The DCC serves a heavily industrialized corridor of 16 communities along the Detroit River just south of that city. Some 43 percent of the labor force, roughly twice the national average, works in manufacturing.

When two major regional employers - the German-owned BSAF South Works (a chemical corporation) and the truck-frame-producing Dana Corporation - closed within a month of each other in mid-1980, close to 2,000 of the region's workers were suddenly out of jobs.

It was a blow not just to the employees and their families but to their communities as well. The mayors of Ecorse and Wyandotte, the two cities most affected, appealed directly for help to the nonprofit DCC, which had been helping corridor towns in everything from economic to arts development.

Conference leaders mulled the options and came up with a retraining plan that fit no particular grant program on US Department of Labor books. They decided to send it to Washington anyway.

''The employment situation was deteriorating rapidly, and we felt our proposal was one possible way to have a positive impact on a bad problem,'' recalls DCC administrator Arthur Wild.

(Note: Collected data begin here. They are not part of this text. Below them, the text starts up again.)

impl Document {
    pub fn parse(bytes: &[u8]) -> Result<Self, DotenvError> {
        let text = std::str::from_utf8(bytes).map_err(|_| DotenvError::Encoding)?;
        if text.is_empty() {
            return Ok(Self::default());
        }

        let trailing_newline = text.ends_with('\n');
        let body = if trailing_newline {
            &text[..text.len() - 1]
        } else {
            text
        };
        let pieces = body.split('\n').collect::<Vec<_>>();
        let last = pieces.len() - 1;

        let mut lines = Vec::with_capacity(pieces.len());
        let mut seen: HashMap<String, usize> = HashMap::new();
        for (idx, piece) in pieces.into_iter().enumerate() {
            let terminated = idx < last || trailing_newline;
            let (content, crlf) = match piece.strip_suffix('\r') {
                Some(stripped) if terminated => (stripped, true),
                _ => (piece, false),
            };
            let line_no = idx + 1;
            let kind = classify_line(content, line_no)?;
            if let LineKind::Assignment(assignment) = &kind {
                if let Some(first) = seen.insert(assignment.key.clone(), line_no) {
                    return Err(DotenvError::DuplicateKey {
                        key: assignment.key.clone(),
                        line: line_no,
                        first,
                    });
                }
            }
            lines.push(Line {
                text: content.to_string(),
                crlf,
                kind,
            });
        }

        Ok(Self {
            lines,
            trailing_newline,
        })
    }

    pub fn serialize(&self) -> Vec<u8> {
        let mut out = String::new();
        let last = self.lines.len().saturating_sub(1);
        for (idx, line) in self.lines.iter().enumerate() {
            out.push_str(&line.text);
            if idx < last || self.trailing_newline {
                out.push_str(if line.crlf { "\r\n" } else { "\n" });
            }
        }
        out.into_bytes()
    }

    pub fn is_empty(&self) -> bool {
        self.lines.is_empty()
    }

    pub fn entries(&self) -> Vec<Entry> {
        self.assignments()
            .map(|assignment| Entry {
                key: assignment.key.clone(),
                value: assignment.value.clone(),
                encrypted: is_encrypted_marker(&assignment.raw_value),
            })
            .collect()
    }

    pub fn assignments(&self) -> impl Iterator<Item = &Assignment> {
        self.lines.iter().filter_map(|line| match &line.kind {
            LineKind::Assignment(assignment) => Some(assignment),
            _ => None,
        })
    }

    pub fn scan_encryption(&self) -> EncryptionScan {
        let mut scan = EncryptionScan::default();
        for assignment in self.assignments() {
            if is_encrypted_marker(&assignment.raw_value) {
                scan.encrypted_keys.push(assignment.key.clone());
            } else {
                scan.plaintext_keys.push(assignment.key.clone());
            }
        }
        scan
    }

    pub fn lookup(&self, key: &str) -> Option<&str> {
        self.find(key).map(|assignment| assignment.value.as_str())
    }

    pub fn raw(&self, key: &str) -> Option<&str> {
        self.find(key).map(|assignment| assignment.raw_value.as_str())
    }

    fn find(&self, key: &str) -> Option<&Assignment> {
        self.assignments().find(|assignment| assignment.key == key)
    }

    /// Replaces the value in place when `key` exists, otherwise appends a line.
    /// Returns whether the document changed.
    pub fn upsert(&mut self, key: &str, raw_value: &str) -> Result<bool, DotenvError> {
        validate_key(key)?;
        let raw_value = raw_value.trim();
        let value = decode_value(raw_value).ok_or_else(|| DotenvError::MalformedQuote {
            line: None,
            key: key.to_string(),
        })?;

        if let Some(line) = self.lines.iter_mut().find(|line| {
            matches!(&line.kind, LineKind::Assignment(assignment) if assignment.key == key)
        }) {
            let export = match &line.kind {
                LineKind::Assignment(assignment) => {
                    if assignment.raw_value == raw_value {
                        return Ok(false);
                    }
                    assignment.export
                }
                _ => false,
            };
            line.text = render_assignment(export, key, raw_value);
            line.kind = LineKind::Assignment(Assignment {
                key: key.to_string(),
                raw_value: raw_value.to_string(),
                value,
                export,
            });
            return Ok(true);
        }

        let crlf = self.prefers_crlf();
        self.lines.push(Line {
            text: render_assignment(false, key, raw_value),
            crlf,
            kind: LineKind::Assignment(Assignment {
                key: key.to_string(),
                raw_value: raw_value.to_string(),
                value,
                export: false,
            }),
        });
        self.trailing_newline = true;
        Ok(true)
    }

    /// Convenience over [`Document::upsert`] that renders a decoded value.
    pub fn set_value(&mut self, key: &str, value: &str) -> Result<bool, DotenvError> {
        self.upsert(key, &render_value(value))
    }

    pub fn recipients(&self) -> Vec<String> {
        self.lines
            .iter()
            .filter_map(|line| recipient_of(&line.text))
            .collect()
    }

    pub fn has_header(&self) -> bool {
        self.lines
            .iter()
            .any(|line| line.text.trim() == HEADER_VERSION)
    }

    /// Guarantees the version line and one recipient directive per entry of
    /// `recipients`. Returns whether anything was inserted.
    pub fn ensure_header(&mut self, recipients: &[String]) -> bool {
        let crlf = self.prefers_crlf();
        let mut changed = false;
        if !self.has_header() {
            let mut header = vec![Line::directive(HEADER_VERSION.to_string(), crlf)];
            let mut pending = Vec::new();
            for recipient in recipients {
                let recipient = recipient.trim();
                if !recipient.is_empty() && !pending.iter().any(|r: &String| r == recipient) {
                    pending.push(recipient.to_string());
                }
            }
            for recipient in pending {
                if !self.recipients().contains(&recipient) {
                    header.push(Line::directive(recipient_line(&recipient), crlf));
                }
            }
            let needs_separator = self
                .lines
                .first()
                .map_or(true, |line| line.kind != LineKind::Blank);
            if needs_separator {
                header.push(Line::blank(crlf));
            }
            if self.lines.is_empty() {
                self.trailing_newline = true;
            }
            self.lines.splice(0..0, header);
            changed = true;
        }

        for recipient in recipients {
            let recipient = recipient.trim();
            if recipient.is_empty() || self.recipients().iter().any(|r| r == recipient) {
                continue;
            }
            let anchor = self
                .lines
                .iter()
                .rposition(|line| recipient_of(&line.text).is_some())
                .or_else(|| {
                    self.lines
                        .iter()
                        .position(|line| line.text.trim() == HEADER_VERSION)
                })
                .map_or(0, |idx| idx + 1);
            self.lines
                .insert(anchor, Line::directive(recipient_line(recipient), crlf));
            changed = true;
        }
        changed
    }

    pub fn add_recipient(&mut self, recipient: &str) -> bool {
        self.ensure_header(&[recipient.to_string()])
    }

    pub fn remove_recipient(&mut self, recipient: &str) -> bool {
        let recipient = recipient.trim();
        let before = self.lines.len();
        self.lines
            .retain(|line| recipient_of(&line.text).as_deref() != Some(recipient));
        before != self.lines.len()
    }

    /// Re-renders the header block canonically: version line, sorted unique
    /// recipients, one blank separator.
    pub fn normalize_header(&mut self) -> bool {
        let before = self.serialize();
        let mut recipients = self.recipients();
        recipients.sort();
        recipients.dedup();
        self.lines.retain(|line| line.kind != LineKind::Directive);
        while self
            .lines
            .first()
            .is_some_and(|line| line.kind == LineKind::Blank)
        {
            self.lines.remove(0);
        }
        self.ensure_header(&recipients);
        before != self.serialize()
    }

    fn prefers_crlf(&self) -> bool {
        let crlf = self.lines.iter().filter(|line| line.crlf).count();
        crlf * 2 > self.lines.len()
    }
}

impl Line {
    fn directive(text: String, crlf: bool) -> Self {
        Self {
            text,
            crlf,
            kind: LineKind::Directive,
        }
    }

    fn blank(crlf: bool) -> Self {
        Self {
            text: String::new(),
            crlf,
            kind: LineKind::Blank,
        }
    }
}

fn classify_line(content: &str, line_no: usize) -> Result<LineKind, DotenvError> {
    let trimmed = content.trim();
    if trimmed.is_empty() {
        return Ok(LineKind::Blank);
    }
    if trimmed.starts_with(DIRECTIVE_PREFIX) {
        return Ok(LineKind::Directive);
    }
    if trimmed.starts_with('#') {
        return Ok(LineKind::Comment);
    }
    parse_assignment(trimmed, line_no).map(LineKind::Assignment)
}

fn parse_assignment(trimmed: &str, line_no: usize) -> Result<Assignment, DotenvError> {
    let (export, body) = match trimmed.strip_prefix("export") {
        Some(rest) if rest.starts_with([' ', '\t']) => (true, rest.trim_start()),
        _ => (false, trimmed),
    };
    let Some((left, right)) = body.split_once('=') else {
        return Err(DotenvError::InvalidKey {
            line: Some(line_no),
            key: body.to_string(),
        });
    };
    let key = left.trim();
    validate_key(key).map_err(|_| DotenvError::InvalidKey {
        line: Some(line_no),
        key: key.to_string(),
    })?;

    let malformed = || DotenvError::MalformedQuote {
        line: Some(line_no),
        key: key.to_string(),
    };
    let (raw_value, value) = split_value(right).ok_or_else(malformed)?;
    Ok(Assignment {
        key: key.to_string(),
        raw_value: raw_value.to_string(),
        value,
        export,
    })
}

/// Splits the text after `=` into the raw value token and its decoded form,
/// dropping a trailing inline comment.
fn split_value(right: &str) -> Option<(&str, String)> {
    let value = right.trim_start();
    match value.chars().next() {
        Some(quote @ ('"' | '\'')) => {
            let (decoded, end) = scan_quoted(value, quote)?;
            let rest = value[end..].trim_start();
            if !rest.is_empty() && !rest.starts_with('#') {
                return None;
            }
            Some((&value[..end], decoded))
        }
        _ => {
            let raw = strip_inline_comment(value).trim_end();
            Some((raw, raw.to_string()))
        }
    }
}

/// Returns the decoded contents and the byte index just past the closing quote.
fn scan_quoted(value: &str, quote: char) -> Option<(String, usize)> {
    let mut decoded = String::new();
    let mut chars = value.char_indices().skip(1);
    while let Some((idx, ch)) = chars.next() {
        if ch == quote {
            return Some((decoded, idx + ch.len_utf8()));
        }
        if ch == '\\' && quote == '"' {
            let (_, escaped) = chars.next()?;
            match escaped {
                'n' => decoded.push('\n'),
                't' => decoded.push('\t'),
                'r' => decoded.push('\r'),
                '"' => decoded.push('"'),
                '\\' => decoded.push('\\'),
                other => {
                    decoded.push('\\');
                    decoded.push(other);
                }
            }
            continue;
        }
        decoded.push(ch);
    }
    None
}

fn strip_inline_comment(value: &str) -> &str {
    let mut prev_ws = false;
    for (idx, ch) in value.char_indices() {
        if ch == '#' && prev_ws {
            return &value[..idx];
        }
        prev_ws = ch.is_whitespace();
    }
    value
}

fn decode_value(raw: &str) -> Option<String> {
    let (token, decoded) = split_value(raw)?;
    if token.len() != raw.trim().len() {
        return None;
    }
    Some(decoded)
}

fn render_assignment(export: bool, key: &str, raw_value: &str) -> String {
    if export {
        format!("export {key}={raw_value}")
    } else {
        format!("{key}={raw_value}")
    }
}

fn recipient_line(recipient: &str) -> String {
    format!("{RECIPIENT_DIRECTIVE} {recipient}")
}
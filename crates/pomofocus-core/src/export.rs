//! Read-only export projection of the dataset.

use chrono::{DateTime, FixedOffset, Utc};
use serde::{Deserialize, Serialize};

use crate::format::format_hms;
use crate::model::{accumulate, day_key, Dataset};

#[derive(Debug, Clone, PartialEq, Eq, Serialize, Deserialize)]
#[serde(rename_all = "camelCase")]
pub struct ExportSummary {
    pub total_projects: usize,
    pub completed_subtasks: usize,
    pub incomplete_subtasks: usize,
    /// `HH:MM:SS`
    pub total_work_time: String,
    /// `HH:MM:SS`
    pub total_break_time: String,
}

/// A deep copy of the dataset plus a computed summary.
#[derive(Debug, Clone, PartialEq, Eq, Serialize, Deserialize)]
pub struct ExportSnapshot {
    #[serde(flatten)]
    pub dataset: Dataset,
    pub summary: ExportSummary,
}

impl ExportSnapshot {
    /// Copy `dataset`, folding the uncommitted `(day key, seconds)` span into
    /// the copy's app session log with the same-day accumulation rule.
    pub fn build(dataset: &Dataset, in_progress: Option<(&str, u64)>) -> Self {
        let mut copy = dataset.clone();
        if let Some((date, secs)) = in_progress {
            accumulate(&mut copy.app_sessions, date, secs);
        }
        let (completed_subtasks, incomplete_subtasks) = copy.subtask_counts();
        let summary = ExportSummary {
            total_projects: copy.projects.len(),
            completed_subtasks,
            incomplete_subtasks,
            total_work_time: format_hms(copy.stats.total_work_time),
            total_break_time: format_hms(copy.stats.total_break_time),
        };
        Self {
            dataset: copy,
            summary,
        }
    }

    pub fn to_json_pretty(&self) -> serde_json::Result<String> {
        serde_json::to_string_pretty(self)
    }
}

/// Default export file name, e.g. `pomodoro-data-17Oct26.json`.
pub fn export_file_name(now: DateTime<Utc>, zone: FixedOffset) -> String {
    format!("pomodoro-data-{}.json", day_key(now, zone))
}
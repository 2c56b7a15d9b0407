//! # Pomofocus Core Library
//!
//! Core business logic for Pomofocus: a Pomodoro timer that credits
//! completed work phases to subtasks of projects and keeps progress across
//! sessions. Hosts (the `pomofocus` CLI, or any other front end) own
//! rendering, notification delivery and the storage medium; everything
//! with invariants lives here.
//!
//! ## Architecture
//!
//! - **Domain model**: [`Dataset`] with projects, subtasks, settings, stats
//!   and the per-day app session log
//! - **Timer engine**: a pure state machine cycling Work / Short Break /
//!   Long Break, driven one second at a time by a [`Cadence`]
//! - **Session tracker**: wall-clock time the app has been open, per day
//! - **Reconciler**: replace/merge import of external datasets
//! - **Storage**: SQLite dataset storage and TOML host configuration
//!
//! ## Key Components
//!
//! - [`FocusApp`]: application state root tying the pieces together
//! - [`TimerEngine`]: core timer state machine
//! - [`ProjectProgress`]: derived project metrics
//! - [`Database`]: SQLite-backed [`DataStore`]
//! - [`Config`]: host configuration management

pub mod app;
pub mod error;
pub mod events;
pub mod export;
pub mod format;
pub mod model;
pub mod notify;
pub mod progress;
pub mod reconcile;
pub mod session;
pub mod storage;
pub mod timer;

pub use app::{AppOptions, FocusApp};
pub use error::{
    ConfigError, CoreError, ImportError, RejectedAdjustment, StorageError, ValidationError,
};
pub use events::Event;
pub use export::{export_file_name, ExportSnapshot, ExportSummary};
pub use format::{format_clock, format_hms, parse_hms};
pub use model::{
    ActiveTarget, AppSession, Dataset, NewSubtask, Project, Settings, SettingsPatch, Stats,
    Subtask,
};
pub use notify::{NotificationKind, Notifier, NoopNotifier, RecordingNotifier};
pub use progress::ProjectProgress;
pub use reconcile::{reconcile, ImportMode, ImportReport};
pub use session::{Clock, ManualClock, SessionTracker, SystemClock};
pub use storage::{Config, DataStore, Database, MemoryStore};
pub use timer::{
    AutoStartPolicy, Cadence, IntervalCadence, ManualCadence, PhaseContext, TimerEngine, TimerMode,
};
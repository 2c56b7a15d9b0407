mod cadence;
mod engine;
mod mode;

pub use cadence::{Cadence, IntervalCadence, ManualCadence};
pub use engine::{AutoStartPolicy, PhaseContext, TimerEngine};
pub use mode::TimerMode;
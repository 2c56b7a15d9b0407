//! Import of an external dataset into the current one.
//!
//! ## Modes
//!
//! - **Replace**: the incoming dataset wins. Missing settings/stats keys fall
//!   back to defaults key by key; `projects` and `appSessions` are taken
//!   as a whole (or default to empty).
//! - **Merge**: incoming projects and app sessions whose id/date is new are
//!   appended. Existing entries are authoritative and never touched, and
//!   durations are never summed.
//!
//! Reconciliation is a pure function from `(current, payload)` to a new
//! dataset; the caller swaps it in as a whole, so a failed import leaves
//! nothing behind.

use std::collections::HashSet;
use std::fmt;
use std::str::FromStr;

use serde::{Deserialize, Serialize};

use crate::error::{ImportError, ValidationError};
use crate::model::{AppSession, Dataset, Project, Settings, SettingsPatch, Stats, StatsPatch};

#[derive(Debug, Clone, Copy, PartialEq, Eq, Serialize, Deserialize)]
#[serde(rename_all = "snake_case")]
pub enum ImportMode {
    Replace,
    Merge,
}

impl fmt::Display for ImportMode {
    fn fmt(&self, f: &mut fmt::Formatter<'_>) -> fmt::Result {
        f.write_str(match self {
            ImportMode::Replace => "replace",
            ImportMode::Merge => "merge",
        })
    }
}

impl FromStr for ImportMode {
    type Err = ValidationError;

    fn from_str(s: &str) -> Result<Self, Self::Err> {
        match s.trim().to_ascii_lowercase().as_str() {
            "replace" => Ok(ImportMode::Replace),
            "merge" => Ok(ImportMode::Merge),
            _ => Err(ValidationError::invalid(
                "mode",
                format!("unknown import mode '{s}' (expected replace or merge)"),
            )),
        }
    }
}

/// Result of a successful reconciliation.
#[derive(Debug, Clone, PartialEq)]
pub struct ImportReport {
    pub mode: ImportMode,
    pub dataset: Dataset,
    pub projects_added: usize,
    pub projects_skipped: usize,
    pub sessions_added: usize,
    pub sessions_skipped: usize,
}

/// Shape accepted on import. Unknown keys (e.g. an export `summary`) are
/// ignored.
#[derive(Debug, Deserialize)]
#[serde(rename_all = "camelCase")]
struct IncomingDataset {
    projects: Vec<Project>,
    #[serde(default)]
    settings: Option<SettingsPatch>,
    #[serde(default)]
    stats: Option<StatsPatch>,
    #[serde(default)]
    app_sessions: Option<Vec<AppSession>>,
}

/// Parse `payload` as JSON and reconcile it against `current`.
pub fn reconcile(current: &Dataset, payload: &str, mode: ImportMode) -> Result<ImportReport, ImportError> {
    let value: serde_json::Value = serde_json::from_str(payload)?;
    reconcile_value(current, value, mode)
}

/// Reconcile an already-parsed JSON document against `current`.
pub fn reconcile_value(
    current: &Dataset,
    value: serde_json::Value,
    mode: ImportMode,
) -> Result<ImportReport, ImportError> {
    let incoming = validate(value)?;
    let report = match mode {
        ImportMode::Replace => replace(incoming)?,
        ImportMode::Merge => merge(current, incoming),
    };
    tracing::info!(
        mode = %report.mode,
        projects_added = report.projects_added,
        projects_skipped = report.projects_skipped,
        sessions_added = report.sessions_added,
        sessions_skipped = report.sessions_skipped,
        "dataset reconciled"
    );
    Ok(report)
}

fn validate(value: serde_json::Value) -> Result<IncomingDataset, ImportError> {
    match value.get("projects") {
        Some(serde_json::Value::Array(_)) => {}
        _ => return Err(ImportError::Format("missing projects array".into())),
    }
    let mut incoming: IncomingDataset = serde_json::from_value(value)?;
    for project in &mut incoming.projects {
        project.validate()?;
        for subtask in &mut project.subtasks {
            subtask.sync_completed();
        }
    }
    Ok(incoming)
}

fn replace(incoming: IncomingDataset) -> Result<ImportReport, ImportError> {
    let settings = Settings::default().patched(&incoming.settings.unwrap_or_default())?;
    let stats = incoming.stats.unwrap_or_default().over(Stats::default());

    let mut dataset = Dataset {
        projects: Vec::new(),
        settings,
        stats,
        app_sessions: Vec::new(),
    };
    let (projects_added, projects_skipped) = append_new_projects(&mut dataset, incoming.projects);
    let (sessions_added, sessions_skipped) =
        append_new_sessions(&mut dataset, incoming.app_sessions.unwrap_or_default());

    Ok(ImportReport {
        mode: ImportMode::Replace,
        dataset,
        projects_added,
        projects_skipped,
        sessions_added,
        sessions_skipped,
    })
}

fn merge(current: &Dataset, incoming: IncomingDataset) -> ImportReport {
    let mut dataset = current.clone();
    let (projects_added, projects_skipped) = append_new_projects(&mut dataset, incoming.projects);
    let (sessions_added, sessions_skipped) =
        append_new_sessions(&mut dataset, incoming.app_sessions.unwrap_or_default());

    ImportReport {
        mode: ImportMode::Merge,
        dataset,
        projects_added,
        projects_skipped,
        sessions_added,
        sessions_skipped,
    }
}

/// Append projects whose id is not yet present. First occurrence wins.
fn append_new_projects(dataset: &mut Dataset, projects: Vec<Project>) -> (usize, usize) {
    let mut known: HashSet<String> = dataset.projects.iter().map(|p| p.id.clone()).collect();
    let (mut added, mut skipped) = (0, 0);
    for project in projects {
        if known.insert(project.id.clone()) {
            dataset.projects.push(project);
            added += 1;
        } else {
            tracing::warn!(id = %project.id, "import: project id already present, keeping existing");
            skipped += 1;
        }
    }
    (added, skipped)
}

/// Append app sessions whose date key is not yet present. First occurrence wins.
fn append_new_sessions(dataset: &mut Dataset, sessions: Vec<AppSession>) -> (usize, usize) {
    let mut known: HashSet<String> = dataset.app_sessions.iter().map(|s| s.date.clone()).collect();
    let (mut added, mut skipped) = (0, 0);
    for session in sessions {
        if known.insert(session.date.clone()) {
            dataset.app_sessions.push(session);
            added += 1;
        } else {
            skipped += 1;
        }
    }
    (added, skipped)
}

The Labor Department agreed. In late 1980 it surprised DCC leaders by awarding the group a $1.2 million grant as a demonstration project. Washington has since renewed and enlarged the grant. After two more major area closings last year - a Ford foundry and a steel-products plant - the DCC was given another $4.8 million to run through 1983.

The Labor Department has recently awarded seven other hard-pressed communities similar aid to retrain displaced workers. Most of these new grant recipients have come to Wyandotte in recent days to pick up tips on more effective program operation from their DCC job center counterpart.

Convincing the newly unemployed that retraining is needed, particularly when there's no firm guarantee of a job at the other end, can be a tough chore. DCC employment and training director Freda Rutherford makes the point emphatically to all coming for help that there is no future in Michigan for the assembly-line worker and that almost continuous retraining and education are a must. One of the toughest jobs of all, experts here say, is convincing retrained workers to accept generally lower wages than they are used to.

''Until everything runs out and welfare is what's left, they tend to be very resistant,'' observes Louis Milley, operations supervisor of the Employment and Training Division.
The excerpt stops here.